What to work on:
Count the lines of the data below that include the string "buyer", and provide nothing but the result.

[Stored items]
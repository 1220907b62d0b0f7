//! Chat assistant.
//!
//! The chat route stores the buyer's message, asks a [`ReplyGenerator`] for
//! an answer grounded in the catalog and recent history, and stores the
//! reply. Generators never fail: transport and format problems become fixed
//! fallback texts so the conversation always gets an answer.

mod catalog;
mod openai;

use std::fmt::Write as _;

use async_trait::async_trait;
use serde_json::Value;
use thiserror::Error;

use crate::models::{ChatMessage, Product};

pub use catalog::CatalogCache;
pub use openai::OpenAiClient;

/// Messages of history given to the generator.
pub const HISTORY_LIMIT: u32 = 5;

/// Reply when no API key is configured.
pub const NOT_INITIALIZED_REPLY: &str = "OpenAI client not initialized.";

/// Reply when the model answered without an `ai_response` field.
pub const UNPROCESSABLE_REPLY: &str = "I'm sorry, I couldn't process that.";

/// Reply when the model could not be reached.
pub const UNAVAILABLE_REPLY: &str =
    "I'm currently experiencing technical difficulties. Please try again later.";

/// Errors talking to the completion API. Logged, never returned to clients.
#[derive(Debug, Error)]
pub enum AssistantError {
    #[error("HTTP error: {0}")]
    Http(#[from] reqwest::Error),

    #[error("API error: {status} - {message}")]
    Api { status: u16, message: String },

    #[error("Parse error: {0}")]
    Parse(String),
}

/// Produces the assistant's answer to one chat message.
#[async_trait]
pub trait ReplyGenerator: Send + Sync {
    /// `history` is oldest first and may include `query` itself.
    async fn generate_reply(&self, history: &[ChatMessage], catalog: &str, query: &str)
    -> String;
}

/// Generator used when the assistant is not configured.
#[derive(Debug, Clone, Copy, Default)]
pub struct DisabledAssistant;

#[async_trait]
impl ReplyGenerator for DisabledAssistant {
    async fn generate_reply(&self, _: &[ChatMessage], _: &str, _: &str) -> String {
        NOT_INITIALIZED_REPLY.to_string()
    }
}

/// One line per product: `- {name}: ${price} (Category: {category})`.
#[must_use]
pub fn format_catalog(products: &[Product]) -> String {
    products.iter().fold(String::new(), |mut out, p| {
        let _ = writeln!(
            out,
            "- {}: ${} (Category: {})",
            p.name, p.discounted_price, p.category
        );
        out
    })
}

/// One line per message: `{sender_name}: {message}`.
#[must_use]
pub fn format_history(history: &[ChatMessage]) -> String {
    history.iter().fold(String::new(), |mut out, m| {
        let _ = writeln!(out, "{}: {}", m.sender_name, m.message);
        out
    })
}

/// System prompt with the conversation, query and catalog filled in.
#[must_use]
pub fn build_system_prompt(history: &[ChatMessage], catalog: &str, query: &str) -> String {
    let history = format_history(history);
    format!(
        r#"# BoostedLabs Support Assistant

## Role
You are the support assistant for BoostedLabs, a premium peptide wellness store.
Help customers with product information, pricing, general peptide questions and
purchasing guidance.

## Guidelines
- Greet customers warmly and offer help with products, recommendations or support.
- Treat the product catalog below as the source of truth for names and prices.
- Explain how peptides work, storage and reconstitution basics, and lifestyle
  factors that complement them.
- When a customer shares a goal, recommend relevant catalog products briefly.
- Never give dosing protocols, diagnoses, drug interactions or guaranteed results.
  Suggest a healthcare professional for personal guidance.
- Only record contact details the customer volunteers.
- Ask whether they need anything else before closing.

## Style
Friendly, knowledgeable and concise. Bullet points only for product lists or
comparisons. No pushy sales talk.

## Inputs

Conversation history:
{history}
Current query: {query}

Product catalog:
{catalog}
## Output
Respond with JSON only, no other text:
{{"ai_response": "<your reply>"}}

Never say "please wait" or "let me check". Never invent products that are not
in the catalog."#
    )
}

/// Pull the reply text out of the model's JSON answer.
///
/// Content that is not JSON is passed through unchanged.
#[must_use]
pub fn extract_reply(content: &str) -> String {
    match serde_json::from_str::<Value>(content) {
        Err(_) => content.to_string(),
        Ok(Value::Object(fields)) => match fields.get("ai_response") {
            Some(Value::String(text)) => text.clone(),
            Some(other) if !other.is_null() => other.to_string(),
            _ => UNPROCESSABLE_REPLY.to_string(),
        },
        Ok(_) => UNPROCESSABLE_REPLY.to_string(),
    }
}
/// Configuration errors that can occur during loading.
#[derive(Debug, Error)]
pub enum ConfigError {
    #[error("Missing environment variable: {0}")]
    MissingEnvVar(String),
    #[error("Invalid environment variable {0}: {1}")]
    InvalidEnvVar(String, String),
    #[error("Insecure secret in {0}: {1}")]
    InsecureSecret(String, String),
}

/// Storefront application configuration.
#[derive(Debug, Clone)]
pub struct StorefrontConfig {
    /// `PostgreSQL` database connection URL (contains password)
    pub database_url: SecretString,
    /// IP address to bind the server to
    pub host: IpAddr,
    /// Port to listen on
    pub port: u16,
    /// Reverse proxies allowed to report the client IP
    pub trusted_proxies: Vec<IpAddr>,
    /// Public base URL of this API
    pub base_url: String,
    /// Public base URL of the shop frontend
    pub frontend_url: String,
    /// Secret for signed order links
    pub link_signing_secret: SecretString,
    /// Lifetime of a signed cancel link
    pub cancel_link_ttl: Duration,
    /// HS256 secret for access tokens
    pub auth_jwt_secret: SecretString,
    /// Payment provider settings
    pub stripe: StripeConfig,
    /// Chat assistant settings
    pub openai: OpenAiConfig,
    /// SMTP settings; contact notifications are off without them
    pub email: Option<EmailConfig>,
    /// Shipping fee, free-item threshold and cancellation window
    pub commerce: CommerceSettings,
    /// Sentry DSN for error tracking
    pub sentry_dsn: Option<String>,
    /// Sentry environment name
    pub sentry_environment: Option<String>,
}

/// Stripe API configuration.
///
/// Implements `Debug` manually to redact secret fields.
#[derive(Clone)]
pub struct StripeConfig {
    /// API secret key (`sk_...`)
    pub secret_key: SecretString,
    /// Webhook signing secret (`whsec_...`)
    pub webhook_secret: SecretString,
    /// API base URL, overridable for tests and mocks
    pub api_base: String,
    /// Frontend path the buyer lands on after paying
    pub success_path: String,
    /// Frontend path the buyer lands on after abandoning payment
    pub cancel_path: String,
    /// Lowercase ISO currency code
    pub currency: String,
    /// Timeout for each API call
    pub timeout: Duration,
}

impl std::fmt::Debug for StripeConfig {
    fn fmt(&self, f: &mut std::fmt::Formatter<'_>) -> std::fmt::Result {
        f.debug_struct("StripeConfig")
            .field("secret_key", &"[REDACTED]")
            .field("webhook_secret", &"[REDACTED]")
            .field("api_base", &self.api_base)
            .field("success_path", &self.success_path)
            .field("cancel_path", &self.cancel_path)
            .field("currency", &self.currency)
            .field("timeout", &self.timeout)
            .finish()
    }
}

/// OpenAI configuration for the chat assistant.
#[derive(Clone)]
pub struct OpenAiConfig {
    /// API key; the assistant is disabled without one
    pub api_key: Option<SecretString>,
    /// API base URL
    pub api_base: String,
    /// Chat model name
    pub model: String,
}

impl std::fmt::Debug for OpenAiConfig {
    fn fmt(&self, f: &mut std::fmt::Formatter<'_>) -> std::fmt::Result {
        f.debug_struct("OpenAiConfig")
            .field("api_key", &self.api_key.as_ref().map(|_| "[REDACTED]"))
            .field("api_base", &self.api_base)
            .field("model", &self.model)
            .finish()
    }
}

/// Email (SMTP) configuration for admin notifications.
///
/// Implements `Debug` manually to redact the password.
#[derive(Clone)]
pub struct EmailConfig {
    /// SMTP server hostname
    pub smtp_host: String,
    /// SMTP server port
    pub smtp_port: u16,
    /// SMTP authentication username
    pub smtp_username: String,
    /// SMTP authentication password
    pub smtp_password: SecretString,
    /// Email sender address (From header)
    pub from_address: String,
    /// Where contact form notifications go
    pub admin_address: String,
}

impl std::fmt::Debug for EmailConfig {
    fn fmt(&self, f: &mut std::fmt::Formatter<'_>) -> std::fmt::Result {
        f.debug_struct("EmailConfig")
            .field("smtp_host", &self.smtp_host)
            .field("smtp_port", &self.smtp_port)
            .field("smtp_username", &self.smtp_username)
            .field("smtp_password", &"[REDACTED]")
            .field("from_address", &self.from_address)
            .field("admin_address", &self.admin_address)
            .finish()
    }
}

impl StorefrontConfig {
    /// Load configuration from environment variables.
    ///
    /// Calls `dotenvy::dotenv()` to load from `.env` file if present.
    ///
    /// # Errors
    ///
    /// Returns `ConfigError` if required variables are missing, invalid, or
    /// if secrets fail validation (placeholder detection, entropy check).
    pub fn from_env() -> Result<Self, ConfigError> {
        // Load .env file if present (ignore errors if not found)
        let _ = dotenvy::dotenv();

        let database_url = get_database_url("STOREFRONT_DATABASE_URL")?;
        let host = parse_env_or_default::<IpAddr>("STOREFRONT_HOST", "127.0.0.1")?;
        let port = parse_env_or_default::<u16>("STOREFRONT_PORT", "3000")?;
        let trusted_proxies = parse_ip_list(
            "TRUSTED_PROXIES",
            &get_optional_env("TRUSTED_PROXIES").unwrap_or_default(),
        )?;
        let base_url = get_url("STOREFRONT_BASE_URL")?;
        let frontend_url = get_url("FRONTEND_URL")?;

        let link_signing_secret = get_validated_secret("LINK_SIGNING_SECRET")?;
        validate_secret_length(&link_signing_secret, "LINK_SIGNING_SECRET")?;
        let auth_jwt_secret = get_required_secret("AUTH_JWT_SECRET")?;
        validate_secret_length(&auth_jwt_secret, "AUTH_JWT_SECRET")?;

        let cancel_link_hours = parse_env_or_default::<u64>("CANCEL_LINK_TTL_HOURS", "24")?;

        Ok(Self {
            database_url,
            host,
            port,
            trusted_proxies,
            base_url,
            frontend_url,
            link_signing_secret,
            cancel_link_ttl: Duration::from_secs(cancel_link_hours * 3600),
            auth_jwt_secret,
            stripe: StripeConfig::from_env()?,
            openai: OpenAiConfig::from_env(),
            email: EmailConfig::from_env()?,
            commerce: commerce_from_env()?,
            sentry_dsn: get_optional_env("SENTRY_DSN"),
            sentry_environment: get_optional_env("SENTRY_ENVIRONMENT"),
        })
    }

    /// Returns the socket address for binding the server.
    #[must_use]
    pub const fn socket_addr(&self) -> SocketAddr {
        SocketAddr::new(self.host, self.port)
    }

    /// Absolute frontend URL for a path such as `/payment/success`.
    #[must_use]
    pub fn frontend_link(&self, path: &str) -> String {
        format!("{}{}", self.frontend_url, path)
    }
}

impl StripeConfig {
    fn from_env() -> Result<Self, ConfigError> {
        let timeout_secs = parse_env_or_default::<u64>("STRIPE_TIMEOUT_SECS", "15")?;
        Ok(Self {
            secret_key: get_validated_secret("STRIPE_SECRET_KEY")?,
            webhook_secret: get_validated_secret("STRIPE_WEBHOOK_SECRET")?,
            api_base: get_env_or_default("STRIPE_API_BASE", "https://api.stripe.com")
                .trim_end_matches('/')
                .to_string(),
            success_path: get_env_or_default("STRIPE_SUCCESS_PATH", "/payment/success"),
            cancel_path: get_env_or_default("STRIPE_CANCEL_PATH", "/payment/cancel"),
            currency: get_env_or_default("STRIPE_CURRENCY", "usd").to_lowercase(),
            timeout: Duration::from_secs(timeout_secs),
        })
    }
}

impl OpenAiConfig {
    fn from_env() -> Self {
        Self {
            api_key: get_optional_env("OPENAI_API_KEY")
                .filter(|key| !key.is_empty())
                .map(SecretString::from),
            api_base: get_env_or_default("OPENAI_API_BASE", "https://api.openai.com")
                .trim_end_matches('/')
                .to_string(),
            model: get_env_or_default("OPENAI_MODEL", "gpt-4o"),
        }
    }
}

impl EmailConfig {
    /// `None` when `SMTP_HOST` is unset or empty.
    fn from_env() -> Result<Option<Self>, ConfigError> {
        let Some(smtp_host) = get_optional_env("SMTP_HOST").filter(|host| !host.is_empty()) else {
            return Ok(None);
        };

        Ok(Some(Self {
            smtp_host,
            smtp_port: parse_env_or_default::<u16>("SMTP_PORT", "587")?,
            smtp_username: get_required_env("SMTP_USERNAME")?,
            smtp_password: get_validated_secret("SMTP_PASSWORD")?,
            from_address: get_required_env("SMTP_FROM")?,
            admin_address: get_required_env("ADMIN_EMAIL")?,
        }))
    }
}

fn commerce_from_env() -> Result<CommerceSettings, ConfigError> {
    let defaults = CommerceSettings::default();
    let shipping_fee = match get_optional_env("SHIPPING_FEE") {
        Some(raw) => parse_money("SHIPPING_FEE", &raw)?,
        None => defaults.shipping_fee,
    };
    let free_item_threshold = match get_optional_env("FREE_ITEM_THRESHOLD") {
        Some(raw) => parse_money("FREE_ITEM_THRESHOLD", &raw)?,
        None => defaults.free_item_threshold,
    };
    let cancel_window_hours = parse_env_or_default::<u32>(
        "CANCEL_WINDOW_HOURS",
        &defaults.cancel_window_hours.to_string(),
    )?;

    Ok(CommerceSettings {
        shipping_fee,
        free_item_threshold,
        cancel_window_hours,
    })
}

// =============================================================================
// Helper Functions
// =============================================================================

/// Get a required environment variable.
fn get_required_env(key: &str) -> Result<String, ConfigError> {
    std::env::var(key).map_err(|_| ConfigError::MissingEnvVar(key.to_string()))
}

/// Get a required environment variable as a secret.
fn get_required_secret(key: &str) -> Result<SecretString, ConfigError> {
    let value = get_required_env(key)?;
    Ok(SecretString::from(value))
}

/// Get database URL with fallback to generic `DATABASE_URL`.
fn get_database_url(primary_key: &str) -> Result<SecretString, ConfigError> {
    if let Ok(value) = std::env::var(primary_key) {
        return Ok(SecretString::from(value));
    }
    if let Ok(value) = std::env::var("DATABASE_URL") {
        return Ok(SecretString::from(value));
    }
    Err(ConfigError::MissingEnvVar(primary_key.to_string()))
}

/// Get a required absolute URL, without a trailing slash.
fn get_url(key: &str) -> Result<String, ConfigError> {
    let value = get_required_env(key)?;
    url::Url::parse(&value)
        .map_err(|e| ConfigError::InvalidEnvVar(key.to_string(), e.to_string()))?;
    Ok(value.trim_end_matches('/').to_string())
}

/// Get an optional environment variable.
fn get_optional_env(key: &str) -> Option<String> {
    std::env::var(key).ok()
}

/// Get an environment variable with a default value.
fn get_env_or_default(key: &str, default: &str) -> String {
    std::env::var(key).unwrap_or_else(|_| default.to_string())
}

/// Parse an environment variable, falling back to `default` when unset.
fn parse_env_or_default<T>(key: &str, default: &str) -> Result<T, ConfigError>
where
    T: FromStr,
    T::Err: std::fmt::Display,
{
    get_env_or_default(key, default)
        .trim()
        .parse::<T>()
        .map_err(|e| ConfigError::InvalidEnvVar(key.to_string(), e.to_string()))
}

/// Parse a comma-separated list of IP addresses. Blank entries are skipped.
fn parse_ip_list(key: &str, raw: &str) -> Result<Vec<IpAddr>, ConfigError> {
    raw.split(',')
        .map(str::trim)
        .filter(|entry| !entry.is_empty())
        .map(|entry| {
            entry
                .parse::<IpAddr>()
                .map_err(|e| ConfigError::InvalidEnvVar(key.to_string(), format!("{entry}: {e}")))
        })
        .collect()
}

/// Parse a non-negative currency amount.
fn parse_money(key: &str, raw: &str) -> Result<Money, ConfigError> {
    let amount = Decimal::from_str(raw.trim())
        .map_err(|e| ConfigError::InvalidEnvVar(key.to_string(), e.to_string()))?;
    if amount.is_sign_negative() {
        return Err(ConfigError::InvalidEnvVar(
            key.to_string(),
            "must not be negative".to_string(),
        ));
    }
    Ok(Money::new(amount))
}

/// Validate that a signing secret meets minimum length requirements.
fn validate_secret_length(secret: &SecretString, var_name: &str) -> Result<(), ConfigError> {
    let value = secret.expose_secret();
    if value.len() < MIN_SIGNING_SECRET_LENGTH {
        return Err(ConfigError::InsecureSecret(
            var_name.to_string(),
            format!(
                "must be at least {} characters (got {})",
                MIN_SIGNING_SECRET_LENGTH,
                value.len()
            ),
        ));
    }
    Ok(())
}

/// Calculate Shannon entropy in bits per character.
fn shannon_entropy(s: &str) -> f64 {
    if s.is_empty() {
        return 0.0;
    }

    let mut freq: HashMap<char, usize> = HashMap::new();
    for c in s.chars() {
        *freq.entry(c).or_insert(0) += 1;
    }

    #[allow(clippy::cast_precision_loss)] // String length will never exceed f64 precision
    let len = s.len() as f64;
    freq.values()
        .map(|&count| {
            #[allow(clippy::cast_precision_loss)]
            let p = count as f64 / len;
            -p * p.log2()
        })
        .sum()
}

Finished task:
3